Collected data
========================================================================

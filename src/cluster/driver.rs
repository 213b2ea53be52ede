//! Recursive min-cut decomposition driver

use crate::cluster::{ClusteringOutcome, SplitRecord};
use crate::config::Config;
use crate::cut::{pivot, solver};
use crate::error::ClusterError;
use crate::graph::{connectivity, Connectivity, Graph};

/// Decompose a graph into leaf clusters of at most
/// `config.size_threshold` nodes by recursive min-cut splitting.
///
/// Each step consumes one graph: at or below the threshold it becomes
/// a final cluster; a disconnected graph splits into its components
/// (structural split, no record); a connected graph above the
/// threshold is split along a minimum cut between a selected pivot
/// pair, recording a [`SplitRecord`]. Every processed graph first
/// appends its size to the depth stats.
///
/// The recursion runs on an explicit work stack, so pathological
/// inputs with maximally unbalanced cuts cannot exhaust the call
/// stack. Push order preserves depth-first processing order: source
/// side before sink side, components in discovery order.
pub fn decompose(root: Graph, config: &Config) -> Result<ClusteringOutcome, ClusterError> {
    let mut outcome = ClusteringOutcome::default();
    let mut stack = vec![(root, 0usize)];

    while let Some((graph, depth)) = stack.pop() {
        let size = graph.node_count();
        outcome.depth_stats.entry(depth).or_default().push(size);

        if size <= config.size_threshold {
            outcome.clusters.push(graph);
            continue;
        }

        match connectivity::components(&graph) {
            Connectivity::Components(parts) => {
                log::debug!(
                    "graph is disconnected at depth {}, found {} components",
                    depth,
                    parts.len()
                );
                for part in parts.into_iter().rev() {
                    stack.push((part, depth + 1));
                }
            }
            Connectivity::Connected => {
                let (source, sink) = pivot::select_pivot(&graph, config.top_k)?;
                let cut = solver::min_cut(&graph, source, sink)?;

                // A connected graph always yields two non-empty sides;
                // anything else would loop forever on the same graph
                if cut.source_side.is_empty() || cut.sink_side.is_empty() {
                    return Err(ClusterError::PreconditionViolation(format!(
                        "cut between {source} and {sink} left an empty partition"
                    )));
                }

                log::debug!(
                    "cut at depth {}: {} nodes -> {} + {} (cut value {})",
                    depth,
                    size,
                    cut.source_side.node_count(),
                    cut.sink_side.node_count(),
                    cut.cut_value
                );
                outcome.splits.push(SplitRecord {
                    depth,
                    parent_size: size,
                    source_side_size: cut.source_side.node_count(),
                    sink_side_size: cut.sink_side.node_count(),
                    cut_value: cut.cut_value,
                });

                stack.push((cut.sink_side, depth + 1));
                stack.push((cut.source_side, depth + 1));
            }
        }
    }

    Ok(outcome)
}

#[cfg(test)]
mod tests {
    use super::*;

    fn bridged_triangles() -> Graph {
        Graph::from_edges([(1, 2), (2, 3), (3, 1), (3, 4), (4, 5), (5, 6), (6, 4)])
    }

    #[test]
    fn bridged_triangles_split_once_into_two_leaves() {
        let outcome = decompose(bridged_triangles(), &Config::default()).unwrap();

        assert_eq!(outcome.clusters.len(), 2);
        assert_eq!(outcome.clusters[0].nodes().collect::<Vec<_>>(), vec![1, 2, 3]);
        assert_eq!(outcome.clusters[1].nodes().collect::<Vec<_>>(), vec![4, 5, 6]);

        assert_eq!(
            outcome.splits,
            vec![SplitRecord {
                depth: 0,
                parent_size: 6,
                source_side_size: 3,
                sink_side_size: 3,
                cut_value: 1,
            }]
        );

        assert_eq!(outcome.depth_stats[&0], vec![6]);
        assert_eq!(outcome.depth_stats[&1], vec![3, 3]);
    }

    #[test]
    fn disconnected_graph_splits_without_a_record() {
        let two_triangles = Graph::from_edges([(1, 2), (2, 3), (3, 1), (4, 5), (5, 6), (6, 4)]);
        let outcome = decompose(two_triangles, &Config::default()).unwrap();

        assert_eq!(outcome.clusters.len(), 2);
        assert!(outcome.splits.is_empty());
        assert_eq!(outcome.depth_stats[&0], vec![6]);
        assert_eq!(outcome.depth_stats[&1], vec![3, 3]);
    }

    #[test]
    fn small_graph_is_emitted_unchanged() {
        let graph = Graph::from_edges([(1, 2), (2, 3)]);
        let outcome = decompose(graph.clone(), &Config::default()).unwrap();

        assert_eq!(outcome.clusters, vec![graph]);
        assert!(outcome.splits.is_empty());
    }

    #[test]
    fn leaves_cover_the_input_exactly_and_respect_the_bound() {
        // A 20-cycle forces several rounds of cutting
        let cycle = Graph::from_edges((0..20).map(|i| (i, (i + 1) % 20)));
        let config = Config::default();
        let outcome = decompose(cycle, &config).unwrap();

        let mut covered: Vec<u32> = outcome.clusters.iter().flat_map(|c| c.nodes()).collect();
        let total = covered.len();
        covered.sort_unstable();
        covered.dedup();
        assert_eq!(covered.len(), total, "a node appeared in two clusters");
        assert_eq!(covered, (0..20).collect::<Vec<_>>());

        for cluster in &outcome.clusters {
            assert!(cluster.node_count() <= config.size_threshold);
        }
    }

    #[test]
    fn identical_inputs_give_identical_outcomes() {
        let build = || {
            Graph::from_edges([
                (1, 2),
                (2, 3),
                (3, 1),
                (3, 4),
                (4, 5),
                (5, 6),
                (6, 4),
                (6, 7),
                (7, 8),
                (8, 9),
                (9, 7),
            ])
        };
        let first = decompose(build(), &Config::default()).unwrap();
        let second = decompose(build(), &Config::default()).unwrap();

        assert_eq!(first, second);
    }

    #[test]
    fn threshold_is_configurable() {
        let config = Config {
            size_threshold: 2,
            ..Config::default()
        };
        let outcome = decompose(bridged_triangles(), &config).unwrap();
        for cluster in &outcome.clusters {
            assert!(cluster.node_count() <= 2);
        }
    }

    #[test]
    fn depth_stats_sizes_sum_per_level() {
        let outcome = decompose(bridged_triangles(), &Config::default()).unwrap();
        // Each level of the split tree re-partitions the same six nodes
        assert_eq!(outcome.depth_stats[&0].iter().sum::<usize>(), 6);
        assert_eq!(outcome.depth_stats[&1].iter().sum::<usize>(), 6);
    }
}
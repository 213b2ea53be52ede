//! Input data handling module

pub mod edgelist;
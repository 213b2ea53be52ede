//! Minimum s-t cut via Dinic's blocking-flow max-flow algorithm

use std::collections::{BTreeSet, HashMap, VecDeque};

use crate::error::ClusterError;
use crate::graph::Graph;

/// Outcome of a minimum s-t cut
#[derive(Debug, Clone, PartialEq, Eq)]
pub struct CutResult {
    /// Total capacity of the edges crossing the cut; equals the
    /// maximum flow value by max-flow min-cut duality
    pub cut_value: u64,

    /// Induced subgraph over the nodes still reachable from the
    /// source in the residual graph after saturation
    pub source_side: Graph,

    /// Induced subgraph over the complement node set (contains the sink)
    pub sink_side: Graph,
}

/// Compute a minimum-capacity edge cut separating `source` from `sink`.
///
/// Every undirected edge offers its full capacity in both directions.
/// The flow network is built in ascending node order and traversed in
/// insertion order, so the returned partition is reproducible for
/// identical inputs.
///
/// `source == sink` or an endpoint absent from the graph is a
/// precondition violation: the driver only calls this on connected
/// graphs with a pivot pair it selected itself.
pub fn min_cut(graph: &Graph, source: u32, sink: u32) -> Result<CutResult, ClusterError> {
    if source == sink {
        return Err(ClusterError::PreconditionViolation(format!(
            "min cut requires distinct endpoints, got source == sink == {source}"
        )));
    }
    for endpoint in [source, sink] {
        if !graph.contains_node(endpoint) {
            return Err(ClusterError::PreconditionViolation(format!(
                "min cut endpoint {endpoint} is not a node of the graph"
            )));
        }
    }

    let node_ids: Vec<u32> = graph.nodes().collect();
    let index: HashMap<u32, usize> = node_ids
        .iter()
        .enumerate()
        .map(|(i, &node)| (node, i))
        .collect();

    let mut network = FlowNetwork::new(node_ids.len());
    for (u, v, cap) in graph.edges() {
        if u != v {
            network.add_undirected_edge(index[&u], index[&v], cap);
        }
    }

    let cut_value = network.max_flow(index[&source], index[&sink]);

    let reachable = network.residual_reachable(index[&source]);
    let source_nodes: BTreeSet<u32> = node_ids
        .iter()
        .enumerate()
        .filter(|&(i, _)| reachable[i])
        .map(|(_, &node)| node)
        .collect();
    let sink_nodes: BTreeSet<u32> = node_ids
        .iter()
        .copied()
        .filter(|node| !source_nodes.contains(node))
        .collect();

    Ok(CutResult {
        cut_value,
        source_side: graph.induced_subgraph(&source_nodes),
        sink_side: graph.induced_subgraph(&sink_nodes),
    })
}

/// Residual flow network over dense node indices.
///
/// Arcs are stored in pairs: arc `a` and arc `a ^ 1` are each other's
/// reverse, so pushing flow on one frees capacity on the other. An
/// undirected edge becomes one such pair with the full capacity on
/// both arcs.
struct FlowNetwork {
    /// arc indices leaving each node
    adjacency: Vec<Vec<usize>>,
    /// head node of each arc
    head: Vec<usize>,
    /// remaining capacity of each arc
    capacity: Vec<u64>,
    /// BFS level of each node, rebuilt once per Dinic phase
    level: Vec<Option<u32>>,
    /// per-node cursor into adjacency, reset once per phase
    cursor: Vec<usize>,
}

impl FlowNetwork {
    fn new(node_count: usize) -> Self {
        Self {
            adjacency: vec![Vec::new(); node_count],
            head: Vec::new(),
            capacity: Vec::new(),
            level: vec![None; node_count],
            cursor: vec![0; node_count],
        }
    }

    fn add_undirected_edge(&mut self, u: usize, v: usize, cap: u64) {
        let arc = self.head.len();
        self.head.push(v);
        self.capacity.push(cap);
        self.head.push(u);
        self.capacity.push(cap);
        self.adjacency[u].push(arc);
        self.adjacency[v].push(arc + 1);
    }

    /// Run Dinic's algorithm to saturation and return the flow value
    fn max_flow(&mut self, source: usize, sink: usize) -> u64 {
        let mut total = 0;
        while self.build_levels(source, sink) {
            self.cursor.iter_mut().for_each(|c| *c = 0);
            loop {
                let pushed = self.augment(source, sink, u64::MAX);
                if pushed == 0 {
                    break;
                }
                total += pushed;
            }
        }
        total
    }

    /// BFS over residual arcs; true while the sink stays reachable
    fn build_levels(&mut self, source: usize, sink: usize) -> bool {
        self.level.iter_mut().for_each(|l| *l = None);
        self.level[source] = Some(0);

        let mut queue = VecDeque::from([source]);
        while let Some(node) = queue.pop_front() {
            let next = self.level[node].unwrap_or(0) + 1;
            for &arc in &self.adjacency[node] {
                let to = self.head[arc];
                if self.capacity[arc] > 0 && self.level[to].is_none() {
                    self.level[to] = Some(next);
                    queue.push_back(to);
                }
            }
        }

        self.level[sink].is_some()
    }

    /// Push one augmenting path along the level graph (DFS with
    /// per-node cursors so dead ends are never rescanned in a phase)
    fn augment(&mut self, node: usize, sink: usize, limit: u64) -> u64 {
        if node == sink {
            return limit;
        }

        while self.cursor[node] < self.adjacency[node].len() {
            let arc = self.adjacency[node][self.cursor[node]];
            let to = self.head[arc];
            let advances = match (self.level[node], self.level[to]) {
                (Some(here), Some(there)) => there == here + 1,
                _ => false,
            };
            if advances && self.capacity[arc] > 0 {
                let pushed = self.augment(to, sink, limit.min(self.capacity[arc]));
                if pushed > 0 {
                    self.capacity[arc] -= pushed;
                    self.capacity[arc ^ 1] += pushed;
                    return pushed;
                }
            }
            self.cursor[node] += 1;
        }

        0
    }

    /// Nodes still reachable from `start` through positive residual
    /// capacity; this is the source side of the minimum cut
    fn residual_reachable(&self, start: usize) -> Vec<bool> {
        let mut reachable = vec![false; self.adjacency.len()];
        reachable[start] = true;

        let mut stack = vec![start];
        while let Some(node) = stack.pop() {
            for &arc in &self.adjacency[node] {
                let to = self.head[arc];
                if self.capacity[arc] > 0 && !reachable[to] {
                    reachable[to] = true;
                    stack.push(to);
                }
            }
        }

        reachable
    }
}
//! Connected component discovery

use std::collections::BTreeSet;

use crate::graph::Graph;

/// Result of a connectivity check
#[derive(Debug, Clone, PartialEq, Eq)]
pub enum Connectivity {
    /// Every node is reachable from every other; no components were
    /// materialized (the caller keeps working on the graph as-is)
    Connected,

    /// The graph splits into two or more components, each an induced
    /// subgraph, in discovery order
    Components(Vec<Graph>),
}

/// Determine whether a graph is connected; if not, partition it into
/// connected components.
///
/// Runs one traversal from the smallest node id and exits early with
/// [`Connectivity::Connected`] when it covers the whole graph.
/// Otherwise traversals are re-seeded from each unvisited node until
/// every node belongs to exactly one component. An empty or
/// single-node graph is trivially connected.
pub fn components(graph: &Graph) -> Connectivity {
    let Some(start) = graph.nodes().next() else {
        return Connectivity::Connected;
    };

    let first = reachable_from(graph, start);
    if first.len() == graph.node_count() {
        return Connectivity::Connected;
    }

    let mut found = vec![graph.induced_subgraph(&first)];
    let mut visited = first;
    for node in graph.nodes() {
        if visited.contains(&node) {
            continue;
        }
        let component = reachable_from(graph, node);
        visited.extend(component.iter().copied());
        found.push(graph.induced_subgraph(&component));
    }

    Connectivity::Components(found)
}

/// Collect every node reachable from `start` via an iterative
/// depth-first traversal
fn reachable_from(graph: &Graph, start: u32) -> BTreeSet<u32> {
    let mut visited = BTreeSet::new();
    let mut stack = vec![start];
    visited.insert(start);

    while let Some(node) = stack.pop() {
        for neighbor in graph.neighbors(node) {
            if visited.insert(neighbor) {
                stack.push(neighbor);
            }
        }
    }

    visited
}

========================================================================

Whenever a line includes the word "root", pull it out of the entries.

pub fn decompose(root: Graph, config: &Config) -> Result<ClusteringOutcome, ClusterError> {
    let mut stack = vec![(root, 0usize)];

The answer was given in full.